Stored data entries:
____________________
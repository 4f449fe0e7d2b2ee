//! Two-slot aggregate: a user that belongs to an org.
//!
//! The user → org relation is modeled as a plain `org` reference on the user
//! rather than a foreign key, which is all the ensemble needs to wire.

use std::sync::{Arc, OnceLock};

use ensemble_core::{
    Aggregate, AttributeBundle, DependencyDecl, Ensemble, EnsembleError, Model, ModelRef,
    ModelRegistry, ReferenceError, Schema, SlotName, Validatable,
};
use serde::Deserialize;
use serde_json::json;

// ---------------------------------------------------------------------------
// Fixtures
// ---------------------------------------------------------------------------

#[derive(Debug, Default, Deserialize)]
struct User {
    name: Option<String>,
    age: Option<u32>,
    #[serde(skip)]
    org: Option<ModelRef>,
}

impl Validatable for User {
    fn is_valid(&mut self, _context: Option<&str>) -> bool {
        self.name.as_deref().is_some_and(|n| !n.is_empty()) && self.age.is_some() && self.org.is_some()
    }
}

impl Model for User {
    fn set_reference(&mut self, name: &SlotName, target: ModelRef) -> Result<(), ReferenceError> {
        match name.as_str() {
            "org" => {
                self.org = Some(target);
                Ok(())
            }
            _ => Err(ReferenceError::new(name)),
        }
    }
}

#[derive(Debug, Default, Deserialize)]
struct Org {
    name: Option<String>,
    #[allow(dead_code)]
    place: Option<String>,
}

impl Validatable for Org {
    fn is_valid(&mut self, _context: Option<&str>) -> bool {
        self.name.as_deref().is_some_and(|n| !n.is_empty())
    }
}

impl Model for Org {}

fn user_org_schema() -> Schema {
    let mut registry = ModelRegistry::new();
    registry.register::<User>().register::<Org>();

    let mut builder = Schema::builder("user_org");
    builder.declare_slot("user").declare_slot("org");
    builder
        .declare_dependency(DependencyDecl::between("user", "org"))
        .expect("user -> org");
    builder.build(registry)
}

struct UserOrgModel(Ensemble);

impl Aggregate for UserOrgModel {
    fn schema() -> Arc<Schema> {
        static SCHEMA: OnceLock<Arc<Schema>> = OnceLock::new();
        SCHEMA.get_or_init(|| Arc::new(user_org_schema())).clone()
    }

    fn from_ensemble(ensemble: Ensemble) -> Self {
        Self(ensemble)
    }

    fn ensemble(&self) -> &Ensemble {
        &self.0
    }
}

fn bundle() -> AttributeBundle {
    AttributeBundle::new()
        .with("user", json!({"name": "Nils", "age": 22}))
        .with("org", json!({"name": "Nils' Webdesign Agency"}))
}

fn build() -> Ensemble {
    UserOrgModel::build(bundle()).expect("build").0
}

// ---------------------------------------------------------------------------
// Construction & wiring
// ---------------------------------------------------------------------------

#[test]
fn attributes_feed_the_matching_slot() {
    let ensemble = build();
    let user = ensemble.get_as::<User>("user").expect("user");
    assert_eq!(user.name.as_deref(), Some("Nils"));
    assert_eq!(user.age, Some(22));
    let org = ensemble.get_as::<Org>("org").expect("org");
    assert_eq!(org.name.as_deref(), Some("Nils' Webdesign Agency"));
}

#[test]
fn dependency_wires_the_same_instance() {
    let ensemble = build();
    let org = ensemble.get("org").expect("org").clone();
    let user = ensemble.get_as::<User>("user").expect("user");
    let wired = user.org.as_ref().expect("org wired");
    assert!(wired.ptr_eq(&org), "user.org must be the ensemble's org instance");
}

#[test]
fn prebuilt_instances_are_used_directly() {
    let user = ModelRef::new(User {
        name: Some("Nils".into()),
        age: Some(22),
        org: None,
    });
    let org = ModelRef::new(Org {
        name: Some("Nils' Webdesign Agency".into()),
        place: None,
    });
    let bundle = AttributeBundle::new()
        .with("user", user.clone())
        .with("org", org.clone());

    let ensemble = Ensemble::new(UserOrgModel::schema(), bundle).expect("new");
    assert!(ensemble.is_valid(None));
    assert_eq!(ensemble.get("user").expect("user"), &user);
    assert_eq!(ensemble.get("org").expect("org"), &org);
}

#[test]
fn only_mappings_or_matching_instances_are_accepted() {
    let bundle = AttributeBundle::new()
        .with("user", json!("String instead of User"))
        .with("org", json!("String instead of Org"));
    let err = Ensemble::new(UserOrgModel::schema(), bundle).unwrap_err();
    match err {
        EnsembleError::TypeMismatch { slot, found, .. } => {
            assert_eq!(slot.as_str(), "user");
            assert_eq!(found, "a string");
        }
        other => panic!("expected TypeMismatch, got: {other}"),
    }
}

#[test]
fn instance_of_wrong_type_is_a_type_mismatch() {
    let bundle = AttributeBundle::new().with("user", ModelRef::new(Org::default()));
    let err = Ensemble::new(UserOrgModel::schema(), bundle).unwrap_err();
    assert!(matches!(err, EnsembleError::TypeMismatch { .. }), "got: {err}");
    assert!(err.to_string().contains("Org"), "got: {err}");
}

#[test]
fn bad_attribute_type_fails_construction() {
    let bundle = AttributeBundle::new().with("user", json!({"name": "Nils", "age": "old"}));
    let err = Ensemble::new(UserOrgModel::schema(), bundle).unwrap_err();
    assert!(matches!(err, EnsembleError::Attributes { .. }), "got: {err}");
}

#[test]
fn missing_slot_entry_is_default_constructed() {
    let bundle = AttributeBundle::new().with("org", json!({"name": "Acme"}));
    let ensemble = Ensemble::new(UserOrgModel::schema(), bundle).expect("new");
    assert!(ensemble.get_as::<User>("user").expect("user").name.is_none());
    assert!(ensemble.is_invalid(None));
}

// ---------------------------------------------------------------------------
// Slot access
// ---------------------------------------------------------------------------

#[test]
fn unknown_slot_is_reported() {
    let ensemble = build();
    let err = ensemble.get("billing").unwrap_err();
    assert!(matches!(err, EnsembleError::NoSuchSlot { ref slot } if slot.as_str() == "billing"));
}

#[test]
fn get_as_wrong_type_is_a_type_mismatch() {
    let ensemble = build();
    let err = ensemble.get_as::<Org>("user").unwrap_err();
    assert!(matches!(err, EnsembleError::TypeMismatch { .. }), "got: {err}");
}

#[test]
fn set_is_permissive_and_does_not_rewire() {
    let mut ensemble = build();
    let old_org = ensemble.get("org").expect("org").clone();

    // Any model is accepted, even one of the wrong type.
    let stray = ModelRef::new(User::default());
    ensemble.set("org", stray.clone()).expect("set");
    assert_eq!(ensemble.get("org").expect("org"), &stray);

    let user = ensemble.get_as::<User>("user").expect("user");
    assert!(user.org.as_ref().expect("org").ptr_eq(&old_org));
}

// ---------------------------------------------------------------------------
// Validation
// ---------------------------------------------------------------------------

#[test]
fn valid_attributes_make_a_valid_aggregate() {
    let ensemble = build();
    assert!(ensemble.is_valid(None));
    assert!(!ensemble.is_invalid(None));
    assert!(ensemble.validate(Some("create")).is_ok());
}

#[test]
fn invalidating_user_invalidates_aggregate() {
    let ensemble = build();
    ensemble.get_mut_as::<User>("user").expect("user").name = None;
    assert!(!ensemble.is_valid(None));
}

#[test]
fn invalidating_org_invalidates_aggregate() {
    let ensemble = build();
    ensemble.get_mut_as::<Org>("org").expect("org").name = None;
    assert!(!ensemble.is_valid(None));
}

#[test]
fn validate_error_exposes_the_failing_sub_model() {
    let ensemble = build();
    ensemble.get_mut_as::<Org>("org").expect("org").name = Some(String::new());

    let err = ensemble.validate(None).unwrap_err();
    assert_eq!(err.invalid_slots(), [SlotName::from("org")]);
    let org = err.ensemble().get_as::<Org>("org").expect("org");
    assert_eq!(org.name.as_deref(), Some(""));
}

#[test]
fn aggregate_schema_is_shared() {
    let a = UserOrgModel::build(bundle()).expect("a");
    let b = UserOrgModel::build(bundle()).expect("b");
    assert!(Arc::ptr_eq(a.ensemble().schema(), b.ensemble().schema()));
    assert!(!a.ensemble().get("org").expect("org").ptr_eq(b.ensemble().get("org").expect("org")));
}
____________________
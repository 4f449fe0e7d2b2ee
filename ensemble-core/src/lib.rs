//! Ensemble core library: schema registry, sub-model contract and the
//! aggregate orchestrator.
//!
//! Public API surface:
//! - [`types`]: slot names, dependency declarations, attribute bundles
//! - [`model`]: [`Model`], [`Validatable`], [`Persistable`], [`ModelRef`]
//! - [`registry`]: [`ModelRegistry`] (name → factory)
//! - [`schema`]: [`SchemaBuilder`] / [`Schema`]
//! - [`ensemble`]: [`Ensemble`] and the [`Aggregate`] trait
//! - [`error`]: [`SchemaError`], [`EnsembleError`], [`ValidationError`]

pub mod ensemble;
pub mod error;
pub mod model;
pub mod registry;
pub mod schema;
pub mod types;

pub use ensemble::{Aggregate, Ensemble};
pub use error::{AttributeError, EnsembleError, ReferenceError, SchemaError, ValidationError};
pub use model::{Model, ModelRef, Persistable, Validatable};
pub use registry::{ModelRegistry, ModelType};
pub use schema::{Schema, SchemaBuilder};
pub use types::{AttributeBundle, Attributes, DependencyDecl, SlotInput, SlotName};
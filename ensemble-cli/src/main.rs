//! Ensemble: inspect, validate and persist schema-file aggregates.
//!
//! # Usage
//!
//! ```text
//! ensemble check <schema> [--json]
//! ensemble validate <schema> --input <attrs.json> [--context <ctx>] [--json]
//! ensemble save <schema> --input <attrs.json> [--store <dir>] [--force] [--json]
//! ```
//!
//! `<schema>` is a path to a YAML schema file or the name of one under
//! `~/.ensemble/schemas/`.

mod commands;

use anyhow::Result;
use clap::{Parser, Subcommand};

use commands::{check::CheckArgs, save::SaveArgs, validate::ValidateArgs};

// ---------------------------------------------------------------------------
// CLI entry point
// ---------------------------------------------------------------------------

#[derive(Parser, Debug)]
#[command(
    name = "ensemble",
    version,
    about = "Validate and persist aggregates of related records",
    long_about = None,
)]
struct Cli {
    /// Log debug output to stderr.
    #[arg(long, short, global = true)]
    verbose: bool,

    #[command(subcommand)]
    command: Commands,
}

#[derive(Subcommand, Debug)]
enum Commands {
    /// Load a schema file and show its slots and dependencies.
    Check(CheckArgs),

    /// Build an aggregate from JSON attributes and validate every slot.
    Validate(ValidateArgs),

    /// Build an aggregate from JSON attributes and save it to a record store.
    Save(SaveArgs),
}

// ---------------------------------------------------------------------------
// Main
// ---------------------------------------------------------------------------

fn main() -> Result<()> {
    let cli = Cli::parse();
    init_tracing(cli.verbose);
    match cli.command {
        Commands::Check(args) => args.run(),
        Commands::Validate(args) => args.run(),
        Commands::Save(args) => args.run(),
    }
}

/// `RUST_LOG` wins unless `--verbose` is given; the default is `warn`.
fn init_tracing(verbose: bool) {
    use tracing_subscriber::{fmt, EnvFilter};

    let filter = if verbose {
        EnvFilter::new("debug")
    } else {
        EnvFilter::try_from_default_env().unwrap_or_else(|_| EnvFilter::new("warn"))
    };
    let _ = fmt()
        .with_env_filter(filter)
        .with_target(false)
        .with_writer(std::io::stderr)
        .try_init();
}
____________________
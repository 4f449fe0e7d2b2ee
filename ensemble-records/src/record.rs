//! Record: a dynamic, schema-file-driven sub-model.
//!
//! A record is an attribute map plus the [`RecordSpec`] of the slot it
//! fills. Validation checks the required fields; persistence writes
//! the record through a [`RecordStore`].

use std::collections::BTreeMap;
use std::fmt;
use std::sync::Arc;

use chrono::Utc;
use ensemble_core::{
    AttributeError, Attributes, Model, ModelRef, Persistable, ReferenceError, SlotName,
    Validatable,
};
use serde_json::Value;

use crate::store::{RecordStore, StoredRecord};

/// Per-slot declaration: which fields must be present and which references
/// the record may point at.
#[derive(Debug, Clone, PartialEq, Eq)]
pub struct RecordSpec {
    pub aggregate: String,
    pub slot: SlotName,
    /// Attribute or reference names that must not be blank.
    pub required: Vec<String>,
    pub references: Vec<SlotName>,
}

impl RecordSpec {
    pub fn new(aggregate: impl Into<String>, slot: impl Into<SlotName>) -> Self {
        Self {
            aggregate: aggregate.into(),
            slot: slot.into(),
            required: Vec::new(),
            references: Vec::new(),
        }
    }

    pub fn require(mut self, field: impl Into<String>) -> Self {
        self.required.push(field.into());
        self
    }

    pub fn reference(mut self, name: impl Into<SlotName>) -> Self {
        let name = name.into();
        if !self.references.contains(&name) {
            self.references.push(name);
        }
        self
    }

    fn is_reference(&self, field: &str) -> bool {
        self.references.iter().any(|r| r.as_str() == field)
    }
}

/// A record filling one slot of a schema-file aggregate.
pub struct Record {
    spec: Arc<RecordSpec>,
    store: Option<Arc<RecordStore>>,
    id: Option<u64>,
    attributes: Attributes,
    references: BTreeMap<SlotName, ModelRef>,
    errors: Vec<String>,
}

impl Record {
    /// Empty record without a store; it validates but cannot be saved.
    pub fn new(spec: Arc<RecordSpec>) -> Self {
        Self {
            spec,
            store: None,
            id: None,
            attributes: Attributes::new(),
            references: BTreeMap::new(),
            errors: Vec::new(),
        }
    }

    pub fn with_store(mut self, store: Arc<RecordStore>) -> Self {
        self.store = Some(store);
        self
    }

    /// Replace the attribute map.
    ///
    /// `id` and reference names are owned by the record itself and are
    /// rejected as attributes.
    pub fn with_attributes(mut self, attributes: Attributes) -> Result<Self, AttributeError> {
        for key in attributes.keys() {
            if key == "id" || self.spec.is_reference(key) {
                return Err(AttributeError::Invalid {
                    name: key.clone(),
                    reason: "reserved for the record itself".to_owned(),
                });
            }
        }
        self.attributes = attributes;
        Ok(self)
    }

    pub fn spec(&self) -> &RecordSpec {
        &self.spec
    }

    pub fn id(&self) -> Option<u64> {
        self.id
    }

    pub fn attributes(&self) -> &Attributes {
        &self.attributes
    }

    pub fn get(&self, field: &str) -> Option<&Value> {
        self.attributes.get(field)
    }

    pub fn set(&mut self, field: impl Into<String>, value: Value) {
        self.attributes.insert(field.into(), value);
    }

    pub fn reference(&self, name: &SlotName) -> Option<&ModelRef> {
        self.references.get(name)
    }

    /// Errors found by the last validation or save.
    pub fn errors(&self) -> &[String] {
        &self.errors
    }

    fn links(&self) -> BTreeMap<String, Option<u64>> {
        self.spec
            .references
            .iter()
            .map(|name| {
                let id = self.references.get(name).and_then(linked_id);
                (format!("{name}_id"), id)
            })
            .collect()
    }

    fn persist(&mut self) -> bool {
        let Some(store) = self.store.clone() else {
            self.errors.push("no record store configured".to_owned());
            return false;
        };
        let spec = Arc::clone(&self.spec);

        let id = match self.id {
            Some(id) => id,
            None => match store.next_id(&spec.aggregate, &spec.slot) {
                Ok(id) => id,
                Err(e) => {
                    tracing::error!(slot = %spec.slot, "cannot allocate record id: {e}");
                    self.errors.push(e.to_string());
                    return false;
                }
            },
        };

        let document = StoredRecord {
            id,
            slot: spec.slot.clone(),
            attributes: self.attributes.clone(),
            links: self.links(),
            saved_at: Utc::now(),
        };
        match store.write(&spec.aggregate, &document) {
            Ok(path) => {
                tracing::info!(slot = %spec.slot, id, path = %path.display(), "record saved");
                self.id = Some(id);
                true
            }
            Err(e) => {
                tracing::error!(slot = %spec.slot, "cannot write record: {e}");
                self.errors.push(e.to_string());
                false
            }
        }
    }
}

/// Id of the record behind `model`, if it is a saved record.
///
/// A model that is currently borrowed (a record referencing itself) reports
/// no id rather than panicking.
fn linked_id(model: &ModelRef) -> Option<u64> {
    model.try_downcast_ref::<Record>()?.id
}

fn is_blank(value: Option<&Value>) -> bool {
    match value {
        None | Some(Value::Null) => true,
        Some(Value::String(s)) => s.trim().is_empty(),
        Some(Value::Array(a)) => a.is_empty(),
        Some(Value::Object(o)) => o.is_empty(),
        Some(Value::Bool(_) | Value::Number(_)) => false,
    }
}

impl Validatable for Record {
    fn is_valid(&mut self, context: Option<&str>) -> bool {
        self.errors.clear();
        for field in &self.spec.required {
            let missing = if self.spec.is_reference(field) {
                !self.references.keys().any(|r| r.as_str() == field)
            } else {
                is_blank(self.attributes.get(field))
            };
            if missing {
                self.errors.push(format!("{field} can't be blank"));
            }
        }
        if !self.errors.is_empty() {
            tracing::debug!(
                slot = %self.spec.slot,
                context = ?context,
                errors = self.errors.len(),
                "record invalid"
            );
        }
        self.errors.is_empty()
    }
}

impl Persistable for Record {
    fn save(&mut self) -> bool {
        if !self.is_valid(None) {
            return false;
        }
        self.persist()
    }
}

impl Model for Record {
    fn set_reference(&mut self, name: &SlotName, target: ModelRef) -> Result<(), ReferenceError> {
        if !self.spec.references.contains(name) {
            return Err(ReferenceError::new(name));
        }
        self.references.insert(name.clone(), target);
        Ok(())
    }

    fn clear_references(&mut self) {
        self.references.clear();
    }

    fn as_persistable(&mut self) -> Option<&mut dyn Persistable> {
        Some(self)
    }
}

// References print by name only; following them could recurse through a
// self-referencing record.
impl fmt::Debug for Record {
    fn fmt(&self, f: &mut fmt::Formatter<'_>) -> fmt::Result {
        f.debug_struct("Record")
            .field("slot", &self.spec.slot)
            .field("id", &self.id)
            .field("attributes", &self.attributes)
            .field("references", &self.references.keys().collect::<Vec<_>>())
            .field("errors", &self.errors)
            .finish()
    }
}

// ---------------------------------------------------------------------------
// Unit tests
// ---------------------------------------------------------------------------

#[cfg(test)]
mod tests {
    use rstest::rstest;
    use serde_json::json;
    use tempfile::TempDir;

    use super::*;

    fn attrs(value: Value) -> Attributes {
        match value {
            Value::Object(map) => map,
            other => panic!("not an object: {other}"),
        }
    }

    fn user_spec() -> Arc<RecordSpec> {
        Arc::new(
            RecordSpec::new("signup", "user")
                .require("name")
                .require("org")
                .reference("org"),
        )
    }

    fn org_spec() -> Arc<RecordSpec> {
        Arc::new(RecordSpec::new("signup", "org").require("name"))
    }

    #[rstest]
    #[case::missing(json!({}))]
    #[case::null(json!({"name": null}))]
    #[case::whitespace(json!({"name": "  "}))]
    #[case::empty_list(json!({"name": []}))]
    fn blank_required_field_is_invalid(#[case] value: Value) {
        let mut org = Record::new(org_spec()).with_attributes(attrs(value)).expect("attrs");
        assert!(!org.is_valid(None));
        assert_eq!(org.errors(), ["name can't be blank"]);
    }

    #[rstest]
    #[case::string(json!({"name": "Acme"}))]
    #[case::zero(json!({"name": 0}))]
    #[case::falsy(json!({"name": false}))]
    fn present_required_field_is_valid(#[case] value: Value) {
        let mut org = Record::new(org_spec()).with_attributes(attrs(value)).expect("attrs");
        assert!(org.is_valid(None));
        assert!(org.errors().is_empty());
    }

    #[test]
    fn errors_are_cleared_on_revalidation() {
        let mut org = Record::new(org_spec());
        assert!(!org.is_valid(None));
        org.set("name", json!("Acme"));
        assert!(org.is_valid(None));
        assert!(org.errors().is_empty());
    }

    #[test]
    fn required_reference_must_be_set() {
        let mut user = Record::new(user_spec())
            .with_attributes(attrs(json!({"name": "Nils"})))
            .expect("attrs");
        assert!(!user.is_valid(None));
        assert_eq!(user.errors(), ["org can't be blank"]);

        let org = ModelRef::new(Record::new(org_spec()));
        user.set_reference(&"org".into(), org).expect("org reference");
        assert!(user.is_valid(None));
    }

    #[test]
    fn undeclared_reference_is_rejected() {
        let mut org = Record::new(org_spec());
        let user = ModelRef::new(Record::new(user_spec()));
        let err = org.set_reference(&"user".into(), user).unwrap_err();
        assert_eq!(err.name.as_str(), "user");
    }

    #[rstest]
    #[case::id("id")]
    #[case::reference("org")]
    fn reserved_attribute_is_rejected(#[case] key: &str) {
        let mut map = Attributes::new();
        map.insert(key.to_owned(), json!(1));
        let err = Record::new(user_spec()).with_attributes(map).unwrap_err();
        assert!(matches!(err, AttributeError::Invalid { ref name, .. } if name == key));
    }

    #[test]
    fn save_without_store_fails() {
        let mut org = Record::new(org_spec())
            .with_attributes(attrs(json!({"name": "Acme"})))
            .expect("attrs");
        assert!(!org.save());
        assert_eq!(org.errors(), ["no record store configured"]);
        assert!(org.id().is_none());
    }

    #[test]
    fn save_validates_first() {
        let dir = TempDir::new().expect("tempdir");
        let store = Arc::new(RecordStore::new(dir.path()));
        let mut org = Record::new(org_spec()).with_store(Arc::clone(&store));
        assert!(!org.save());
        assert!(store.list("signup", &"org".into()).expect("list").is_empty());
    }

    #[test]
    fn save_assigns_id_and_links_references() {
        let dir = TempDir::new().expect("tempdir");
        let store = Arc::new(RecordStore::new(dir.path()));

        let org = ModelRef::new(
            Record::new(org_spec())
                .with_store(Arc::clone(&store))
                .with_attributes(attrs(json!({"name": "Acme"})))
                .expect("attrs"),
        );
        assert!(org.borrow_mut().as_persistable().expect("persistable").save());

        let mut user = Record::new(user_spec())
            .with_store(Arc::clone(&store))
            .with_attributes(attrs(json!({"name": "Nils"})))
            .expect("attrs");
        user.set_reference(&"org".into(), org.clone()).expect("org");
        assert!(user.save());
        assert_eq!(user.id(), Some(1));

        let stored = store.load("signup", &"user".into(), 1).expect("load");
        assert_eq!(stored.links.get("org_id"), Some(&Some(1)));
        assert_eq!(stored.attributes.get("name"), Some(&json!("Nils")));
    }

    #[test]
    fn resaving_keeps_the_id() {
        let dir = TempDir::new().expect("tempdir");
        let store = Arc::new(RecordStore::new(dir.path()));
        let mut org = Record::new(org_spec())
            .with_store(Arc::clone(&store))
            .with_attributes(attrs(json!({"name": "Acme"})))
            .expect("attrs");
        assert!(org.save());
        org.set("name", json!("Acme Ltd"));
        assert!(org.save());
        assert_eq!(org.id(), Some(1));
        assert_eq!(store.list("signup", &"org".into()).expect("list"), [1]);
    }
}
____________________
Problem
Look through the lines above and collect those with the word "than".

Answer section
//! rather than a foreign key, which is all the ensemble needs to wire.
/// no id rather than panicking.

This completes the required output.